• [Your objective] Your job is to report every line of the entries that has "TransactionBehavior".
---------- Data provided
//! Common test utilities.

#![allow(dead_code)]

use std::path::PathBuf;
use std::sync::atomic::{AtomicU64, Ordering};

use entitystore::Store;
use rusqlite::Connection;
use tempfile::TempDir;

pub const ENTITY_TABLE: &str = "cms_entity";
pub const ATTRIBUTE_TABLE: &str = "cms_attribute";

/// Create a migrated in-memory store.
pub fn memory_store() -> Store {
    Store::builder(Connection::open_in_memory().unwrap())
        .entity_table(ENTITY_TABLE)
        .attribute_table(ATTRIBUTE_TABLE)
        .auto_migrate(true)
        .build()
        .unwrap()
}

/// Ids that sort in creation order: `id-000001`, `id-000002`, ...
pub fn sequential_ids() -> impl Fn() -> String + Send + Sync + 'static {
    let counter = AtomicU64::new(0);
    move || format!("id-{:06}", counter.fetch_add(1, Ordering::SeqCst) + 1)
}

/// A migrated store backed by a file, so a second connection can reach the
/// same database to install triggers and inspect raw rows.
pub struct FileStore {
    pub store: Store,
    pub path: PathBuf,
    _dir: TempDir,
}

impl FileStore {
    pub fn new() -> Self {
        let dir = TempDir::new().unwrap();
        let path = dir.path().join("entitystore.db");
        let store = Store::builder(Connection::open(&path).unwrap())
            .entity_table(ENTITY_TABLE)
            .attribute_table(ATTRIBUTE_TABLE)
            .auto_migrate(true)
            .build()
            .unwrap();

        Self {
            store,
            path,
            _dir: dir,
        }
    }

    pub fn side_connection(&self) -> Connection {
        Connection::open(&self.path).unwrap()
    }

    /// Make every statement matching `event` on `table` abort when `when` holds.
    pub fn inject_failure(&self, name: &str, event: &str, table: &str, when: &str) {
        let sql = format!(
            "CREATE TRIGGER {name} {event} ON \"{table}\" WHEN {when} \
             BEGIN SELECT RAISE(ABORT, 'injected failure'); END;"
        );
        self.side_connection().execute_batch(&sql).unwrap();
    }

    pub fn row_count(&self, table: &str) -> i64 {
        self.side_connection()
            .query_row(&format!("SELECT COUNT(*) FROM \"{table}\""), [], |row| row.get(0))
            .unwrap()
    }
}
--------------------
---------- Data provided
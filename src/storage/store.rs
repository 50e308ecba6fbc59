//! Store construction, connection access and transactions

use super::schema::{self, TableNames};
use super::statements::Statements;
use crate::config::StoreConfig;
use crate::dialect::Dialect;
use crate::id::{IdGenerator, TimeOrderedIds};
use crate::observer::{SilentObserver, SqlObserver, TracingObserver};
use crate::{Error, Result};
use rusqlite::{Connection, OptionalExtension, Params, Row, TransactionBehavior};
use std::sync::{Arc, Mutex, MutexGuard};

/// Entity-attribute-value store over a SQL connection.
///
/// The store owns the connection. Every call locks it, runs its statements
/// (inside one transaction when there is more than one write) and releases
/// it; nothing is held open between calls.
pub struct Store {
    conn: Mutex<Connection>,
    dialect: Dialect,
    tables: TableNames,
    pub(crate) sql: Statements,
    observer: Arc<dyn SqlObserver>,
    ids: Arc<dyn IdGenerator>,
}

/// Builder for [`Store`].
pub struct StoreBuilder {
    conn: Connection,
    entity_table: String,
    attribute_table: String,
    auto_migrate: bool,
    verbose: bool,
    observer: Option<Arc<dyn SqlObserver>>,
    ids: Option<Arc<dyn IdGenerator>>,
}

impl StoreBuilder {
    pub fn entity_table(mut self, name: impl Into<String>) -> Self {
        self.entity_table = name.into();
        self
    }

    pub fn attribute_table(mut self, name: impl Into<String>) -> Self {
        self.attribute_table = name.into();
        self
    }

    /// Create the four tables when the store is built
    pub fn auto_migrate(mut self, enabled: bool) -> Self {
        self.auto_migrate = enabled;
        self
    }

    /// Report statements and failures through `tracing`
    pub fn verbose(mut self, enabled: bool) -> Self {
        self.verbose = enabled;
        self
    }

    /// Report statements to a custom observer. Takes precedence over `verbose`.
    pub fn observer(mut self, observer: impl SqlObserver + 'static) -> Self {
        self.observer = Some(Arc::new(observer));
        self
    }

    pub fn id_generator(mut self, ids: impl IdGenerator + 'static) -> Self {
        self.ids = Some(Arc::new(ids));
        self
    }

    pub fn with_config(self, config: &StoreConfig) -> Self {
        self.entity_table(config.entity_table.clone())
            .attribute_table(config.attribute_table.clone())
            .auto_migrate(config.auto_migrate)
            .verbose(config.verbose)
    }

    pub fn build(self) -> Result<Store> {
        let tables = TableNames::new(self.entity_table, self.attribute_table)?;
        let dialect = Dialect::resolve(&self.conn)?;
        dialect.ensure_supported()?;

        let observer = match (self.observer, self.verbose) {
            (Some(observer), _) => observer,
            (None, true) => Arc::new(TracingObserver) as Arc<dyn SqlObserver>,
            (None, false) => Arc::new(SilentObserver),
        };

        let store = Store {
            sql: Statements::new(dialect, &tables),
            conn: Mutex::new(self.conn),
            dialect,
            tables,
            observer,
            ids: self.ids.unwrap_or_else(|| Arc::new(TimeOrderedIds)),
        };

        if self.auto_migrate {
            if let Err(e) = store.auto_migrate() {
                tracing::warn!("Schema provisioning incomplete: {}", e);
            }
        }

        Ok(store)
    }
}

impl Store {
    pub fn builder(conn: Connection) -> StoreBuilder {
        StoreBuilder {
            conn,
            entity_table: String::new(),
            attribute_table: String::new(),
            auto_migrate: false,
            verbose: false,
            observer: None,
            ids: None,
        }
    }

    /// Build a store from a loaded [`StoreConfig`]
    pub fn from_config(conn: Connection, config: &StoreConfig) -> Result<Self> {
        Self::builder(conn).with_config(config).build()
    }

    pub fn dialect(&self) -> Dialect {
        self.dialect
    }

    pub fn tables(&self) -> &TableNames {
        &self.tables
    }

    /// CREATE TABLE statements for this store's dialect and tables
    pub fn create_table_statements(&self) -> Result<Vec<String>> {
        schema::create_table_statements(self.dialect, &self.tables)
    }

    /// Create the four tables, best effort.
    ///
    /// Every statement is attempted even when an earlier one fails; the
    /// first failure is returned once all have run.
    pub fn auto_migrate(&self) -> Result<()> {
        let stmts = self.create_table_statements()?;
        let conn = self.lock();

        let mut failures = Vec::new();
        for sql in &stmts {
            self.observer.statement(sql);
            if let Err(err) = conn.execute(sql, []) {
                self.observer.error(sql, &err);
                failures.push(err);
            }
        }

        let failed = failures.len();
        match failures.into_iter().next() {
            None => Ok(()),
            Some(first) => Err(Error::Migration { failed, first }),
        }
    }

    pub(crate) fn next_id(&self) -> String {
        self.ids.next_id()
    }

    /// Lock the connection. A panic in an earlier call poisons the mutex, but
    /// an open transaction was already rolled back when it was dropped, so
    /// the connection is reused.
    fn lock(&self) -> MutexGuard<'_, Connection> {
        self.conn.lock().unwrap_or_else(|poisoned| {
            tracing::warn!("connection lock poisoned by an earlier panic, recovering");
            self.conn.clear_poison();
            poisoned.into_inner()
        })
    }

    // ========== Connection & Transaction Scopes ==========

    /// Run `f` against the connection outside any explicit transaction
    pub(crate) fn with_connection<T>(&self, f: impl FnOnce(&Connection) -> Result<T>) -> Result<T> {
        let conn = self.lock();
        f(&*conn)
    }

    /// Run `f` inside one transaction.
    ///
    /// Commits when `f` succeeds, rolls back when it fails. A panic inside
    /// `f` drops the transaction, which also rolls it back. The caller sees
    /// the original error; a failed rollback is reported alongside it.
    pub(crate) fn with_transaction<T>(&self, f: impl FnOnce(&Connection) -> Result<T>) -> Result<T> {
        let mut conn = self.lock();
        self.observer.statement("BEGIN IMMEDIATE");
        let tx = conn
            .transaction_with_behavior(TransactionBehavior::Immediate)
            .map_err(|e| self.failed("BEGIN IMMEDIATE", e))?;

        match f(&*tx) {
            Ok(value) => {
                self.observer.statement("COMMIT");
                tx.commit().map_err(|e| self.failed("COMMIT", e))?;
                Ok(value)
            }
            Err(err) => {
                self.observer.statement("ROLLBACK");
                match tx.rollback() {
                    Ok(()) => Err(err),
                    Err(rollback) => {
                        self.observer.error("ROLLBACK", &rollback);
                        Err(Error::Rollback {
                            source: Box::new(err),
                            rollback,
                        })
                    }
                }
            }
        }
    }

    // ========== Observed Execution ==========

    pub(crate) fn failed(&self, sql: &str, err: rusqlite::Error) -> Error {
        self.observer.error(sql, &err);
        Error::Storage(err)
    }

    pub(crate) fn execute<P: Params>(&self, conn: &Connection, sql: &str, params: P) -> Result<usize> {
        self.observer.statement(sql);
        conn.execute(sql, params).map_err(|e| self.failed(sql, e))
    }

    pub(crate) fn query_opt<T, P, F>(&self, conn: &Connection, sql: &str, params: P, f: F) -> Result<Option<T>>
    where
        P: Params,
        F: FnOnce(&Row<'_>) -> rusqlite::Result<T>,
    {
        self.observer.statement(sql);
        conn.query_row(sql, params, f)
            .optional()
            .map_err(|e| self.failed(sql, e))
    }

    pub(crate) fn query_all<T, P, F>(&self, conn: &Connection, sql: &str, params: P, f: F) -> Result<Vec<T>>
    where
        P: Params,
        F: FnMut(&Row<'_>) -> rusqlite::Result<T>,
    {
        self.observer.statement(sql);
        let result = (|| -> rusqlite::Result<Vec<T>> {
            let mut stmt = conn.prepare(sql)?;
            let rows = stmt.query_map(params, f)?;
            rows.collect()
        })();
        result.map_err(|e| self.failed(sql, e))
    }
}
--------------------
• [Task answer]
use rusqlite::{Connection, OptionalExtension, Params, Row, TransactionBehavior};
            .transaction_with_behavior(TransactionBehavior::Immediate)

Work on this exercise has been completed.